//! Response envelope parsing and failure classification.

use crate::error::{ClientError, ClientResult};
use crate::xml::{XmlElement, parse_document};
use intacct_types::Record;
use serde_json::Value;

/// Gateway error numbers that always mean missing permissions.
const PERMISSION_ERROR_CODES: &[&str] = &["WSP001"];

/// Data children that are diagnostics rather than records.
const NON_RECORD_TAGS: &[&str] = &["error", "warnings"];

/// One `errormessage/error` entry.
#[derive(Debug, Clone, Default, PartialEq, Eq)]
pub struct ErrorDetail {
    pub errorno: Option<String>,
    pub description: Option<String>,
    pub description2: Option<String>,
}

impl ErrorDetail {
    fn from_element(element: &XmlElement) -> Self {
        Self {
            errorno: element.text_at("errorno").map(str::to_string),
            description: element.text_at("description").map(str::to_string),
            description2: element.text_at("description2").map(str::to_string),
        }
    }

    /// The most specific description available.
    pub fn message(&self) -> Option<&str> {
        self.description2.as_deref().or(self.description.as_deref())
    }
}

/// One `operation/result` node.
#[derive(Debug, Clone, Default)]
pub struct ResultNode {
    pub status: Option<String>,
    pub function: Option<String>,
    pub data: Vec<XmlElement>,
    pub result_id: Option<String>,
    pub num_remaining: Option<u64>,
    pub errors: Vec<ErrorDetail>,
}

impl ResultNode {
    fn from_element(element: &XmlElement) -> Self {
        let data: Vec<XmlElement> = element.children_named("data").cloned().collect();

        // Paged results report these as elements or as `data` attributes.
        let result_id = element
            .text_at("resultId")
            .or_else(|| data.iter().find_map(|d| d.attr("resultId")))
            .filter(|id| !id.trim().is_empty())
            .map(str::to_string);
        let num_remaining = element
            .text_at("numremaining")
            .or_else(|| data.iter().find_map(|d| d.attr("numremaining")))
            .and_then(|n| n.trim().parse().ok());

        Self {
            status: element.text_at("status").map(str::to_string),
            function: element.text_at("function").map(str::to_string),
            result_id,
            num_remaining,
            errors: element
                .find_all("errormessage/error")
                .into_iter()
                .map(ErrorDetail::from_element)
                .collect(),
            data,
        }
    }

    /// True unless the node reports a non-success status.
    pub fn is_success(&self) -> bool {
        self.status
            .as_deref()
            .is_none_or(|s| s.eq_ignore_ascii_case("success"))
    }

    /// Records contained in this node's `data` elements.
    pub fn records(&self) -> Vec<Record> {
        self.data
            .iter()
            .flat_map(|data| data.children.iter())
            .filter(|child| !NON_RECORD_TAGS.contains(&child.tag.as_str()))
            .map(|child| match child.to_value() {
                Value::Object(map) => map,
                scalar => {
                    let mut record = Record::new();
                    record.insert(child.tag.clone(), scalar);
                    record
                }
            })
            .collect()
    }

    fn classify_failure(&self) -> ClientError {
        let first = self.errors.first();
        let message = first
            .and_then(ErrorDetail::message)
            .unwrap_or("Operation failure")
            .to_string();
        let errorno = first.and_then(|e| e.errorno.as_deref()).unwrap_or_default();
        let lowered = message.to_lowercase();

        if lowered.contains("permission") || PERMISSION_ERROR_CODES.contains(&errorno) {
            ClientError::Permission(message)
        } else if lowered.contains("timeout") || lowered.contains("temporarily unavailable") {
            ClientError::Transient(message)
        } else if lowered.contains("login") || lowered.contains("authentication") {
            ClientError::Auth(message)
        } else {
            ClientError::Protocol(message)
        }
    }
}

/// A parsed gateway response.
#[derive(Debug, Clone, Default)]
pub struct ResponseEnvelope {
    pub control_status: Option<String>,
    pub control_message: Option<String>,
    pub auth_status: Option<String>,
    pub auth_errors: Vec<ErrorDetail>,
    pub results: Vec<ResultNode>,
}

impl ResponseEnvelope {
    /// Parses a response document.
    pub fn parse(xml: &str) -> ClientResult<Self> {
        let root = parse_document(xml)?;
        if root.tag != "response" {
            return Err(ClientError::Protocol(format!(
                "unexpected root element <{}>",
                root.tag
            )));
        }
        Ok(Self::from_root(&root))
    }

    fn from_root(root: &XmlElement) -> Self {
        let control_message = root
            .descendant("description2")
            .and_then(XmlElement::trimmed_text)
            .or_else(|| root.descendant("description").and_then(XmlElement::trimmed_text))
            .map(str::to_string);

        Self {
            control_status: root.text_at("control/status").map(str::to_string),
            control_message,
            auth_status: root
                .text_at("operation/authentication/status")
                .map(str::to_string),
            auth_errors: root
                .find_all("operation/authentication/errormessage/error")
                .into_iter()
                .map(ErrorDetail::from_element)
                .collect(),
            results: root
                .find_all("operation/result")
                .into_iter()
                .map(ResultNode::from_element)
                .collect(),
        }
    }

    /// Classifies the response, failing on the first problem found.
    ///
    /// Control failures take precedence over authentication failures, which
    /// take precedence over per-result failures.
    pub fn check(&self) -> ClientResult<()> {
        if is_failure(self.control_status.as_deref()) {
            return Err(ClientError::Config(
                self.control_message
                    .clone()
                    .unwrap_or_else(|| "Control failure".to_string()),
            ));
        }

        if is_failure(self.auth_status.as_deref()) {
            let message = self
                .auth_errors
                .first()
                .and_then(ErrorDetail::message)
                .unwrap_or("Auth failure");
            return Err(ClientError::Auth(message.to_string()));
        }

        match self.results.iter().find(|r| !r.is_success()) {
            Some(failed) => Err(failed.classify_failure()),
            None => Ok(()),
        }
    }

    /// All records across every result node, in document order.
    pub fn records(&self) -> Vec<Record> {
        self.results.iter().flat_map(ResultNode::records).collect()
    }

    /// Continuation token of the first result that reports one.
    pub fn result_id(&self) -> Option<&str> {
        self.results.iter().find_map(|r| r.result_id.as_deref())
    }

    /// Remaining record count of the first result that reports one.
    pub fn num_remaining(&self) -> u64 {
        self.results
            .iter()
            .find_map(|r| r.num_remaining)
            .unwrap_or(0)
    }
}

fn is_failure(status: Option<&str>) -> bool {
    status.is_some_and(|s| !s.eq_ignore_ascii_case("success"))
}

_ _ _ _ _

» Exercise brief:
Return all of the above records exactly, leaving no line out.

» Response to this task:
//! Response envelope parsing and failure classification.

use crate::error::{ClientError, ClientResult};
use crate::xml::{XmlElement, parse_document};
use intacct_types::Record;
use serde_json::Value;

/// Gateway error numbers that always mean missing permissions.
const PERMISSION_ERROR_CODES: &[&str] = &["WSP001"];

/// Data children that are diagnostics rather than records.
const NON_RECORD_TAGS: &[&str] = &["error", "warnings"];

/// One `errormessage/error` entry.
#[derive(Debug, Clone, Default, PartialEq, Eq)]
pub struct ErrorDetail {
    pub errorno: Option<String>,
    pub description: Option<String>,
    pub description2: Option<String>,
}

impl ErrorDetail {
    fn from_element(element: &XmlElement) -> Self {
        Self {
            errorno: element.text_at("errorno").map(str::to_string),
            description: element.text_at("description").map(str::to_string),
            description2: element.text_at("description2").map(str::to_string),
        }
    }

    /// The most specific description available.
    pub fn message(&self) -> Option<&str> {
        self.description2.as_deref().or(self.description.as_deref())
    }
}

/// One `operation/result` node.
#[derive(Debug, Clone, Default)]
pub struct ResultNode {
    pub status: Option<String>,
    pub function: Option<String>,
    pub data: Vec<XmlElement>,
    pub result_id: Option<String>,
    pub num_remaining: Option<u64>,
    pub errors: Vec<ErrorDetail>,
}

impl ResultNode {
    fn from_element(element: &XmlElement) -> Self {
        let data: Vec<XmlElement> = element.children_named("data").cloned().collect();

        // Paged results report these as elements or as `data` attributes.
        let result_id = element
            .text_at("resultId")
            .or_else(|| data.iter().find_map(|d| d.attr("resultId")))
            .filter(|id| !id.trim().is_empty())
            .map(str::to_string);
        let num_remaining = element
            .text_at("numremaining")
            .or_else(|| data.iter().find_map(|d| d.attr("numremaining")))
            .and_then(|n| n.trim().parse().ok());

        Self {
            status: element.text_at("status").map(str::to_string),
            function: element.text_at("function").map(str::to_string),
            result_id,
            num_remaining,
            errors: element
                .find_all("errormessage/error")
                .into_iter()
                .map(ErrorDetail::from_element)
                .collect(),
            data,
        }
    }

    /// True unless the node reports a non-success status.
    pub fn is_success(&self) -> bool {
        self.status
            .as_deref()
            .is_none_or(|s| s.eq_ignore_ascii_case("success"))
    }

    /// Records contained in this node's `data` elements.
    pub fn records(&self) -> Vec<Record> {
        self.data
            .iter()
            .flat_map(|data| data.children.iter())
            .filter(|child| !NON_RECORD_TAGS.contains(&child.tag.as_str()))
            .map(|child| match child.to_value() {
                Value::Object(map) => map,
                scalar => {
                    let mut record = Record::new();
                    record.insert(child.tag.clone(), scalar);
                    record
                }
            })
            .collect()
    }

    fn classify_failure(&self) -> ClientError {
        let first = self.errors.first();
        let message = first
            .and_then(ErrorDetail::message)
            .unwrap_or("Operation failure")
            .to_string();
        let errorno = first.and_then(|e| e.errorno.as_deref()).unwrap_or_default();
        let lowered = message.to_lowercase();

        if lowered.contains("permission") || PERMISSION_ERROR_CODES.contains(&errorno) {
            ClientError::Permission(message)
        } else if lowered.contains("timeout") || lowered.contains("temporarily unavailable") {
            ClientError::Transient(message)
        } else if lowered.contains("login") || lowered.contains("authentication") {
            ClientError::Auth(message)
        } else {
            ClientError::Protocol(message)
        }
    }
}

/// A parsed gateway response.
#[derive(Debug, Clone, Default)]
pub struct ResponseEnvelope {
    pub control_status: Option<String>,
    pub control_message: Option<String>,
    pub auth_status: Option<String>,
    pub auth_errors: Vec<ErrorDetail>,
    pub results: Vec<ResultNode>,
}

impl ResponseEnvelope {
    /// Parses a response document.
    pub fn parse(xml: &str) -> ClientResult<Self> {
        let root = parse_document(xml)?;
        if root.tag != "response" {
            return Err(ClientError::Protocol(format!(
                "unexpected root element <{}>",
                root.tag
            )));
        }
        Ok(Self::from_root(&root))
    }

    fn from_root(root: &XmlElement) -> Self {
        let control_message = root
            .descendant("description2")
            .and_then(XmlElement::trimmed_text)
            .or_else(|| root.descendant("description").and_then(XmlElement::trimmed_text))
            .map(str::to_string);

        Self {
            control_status: root.text_at("control/status").map(str::to_string),
            control_message,
            auth_status: root
                .text_at("operation/authentication/status")
                .map(str::to_string),
            auth_errors: root
                .find_all("operation/authentication/errormessage/error")
                .into_iter()
                .map(ErrorDetail::from_element)
                .collect(),
            results: root
                .find_all("operation/result")
                .into_iter()
                .map(ResultNode::from_element)
                .collect(),
        }
    }

    /// Classifies the response, failing on the first problem found.
    ///
    /// Control failures take precedence over authentication failures, which
    /// take precedence over per-result failures.
    pub fn check(&self) -> ClientResult<()> {
        if is_failure(self.control_status.as_deref()) {
            return Err(ClientError::Config(
                self.control_message
                    .clone()
                    .unwrap_or_else(|| "Control failure".to_string()),
            ));
        }

        if is_failure(self.auth_status.as_deref()) {
            let message = self
                .auth_errors
                .first()
                .and_then(ErrorDetail::message)
                .unwrap_or("Auth failure");
            return Err(ClientError::Auth(message.to_string()));
        }

        match self.results.iter().find(|r| !r.is_success()) {
            Some(failed) => Err(failed.classify_failure()),
            None => Ok(()),
        }
    }

    /// All records across every result node, in document order.
    pub fn records(&self) -> Vec<Record> {
        self.results.iter().flat_map(ResultNode::records).collect()
    }

    /// Continuation token of the first result that reports one.
    pub fn result_id(&self) -> Option<&str> {
        self.results.iter().find_map(|r| r.result_id.as_deref())
    }

    /// Remaining record count of the first result that reports one.
    pub fn num_remaining(&self) -> u64 {
        self.results
            .iter()
            .find_map(|r| r.num_remaining)
            .unwrap_or(0)
    }
}

fn is_failure(status: Option<&str>) -> bool {
    status.is_some_and(|s| !s.eq_ignore_ascii_case("success"))
}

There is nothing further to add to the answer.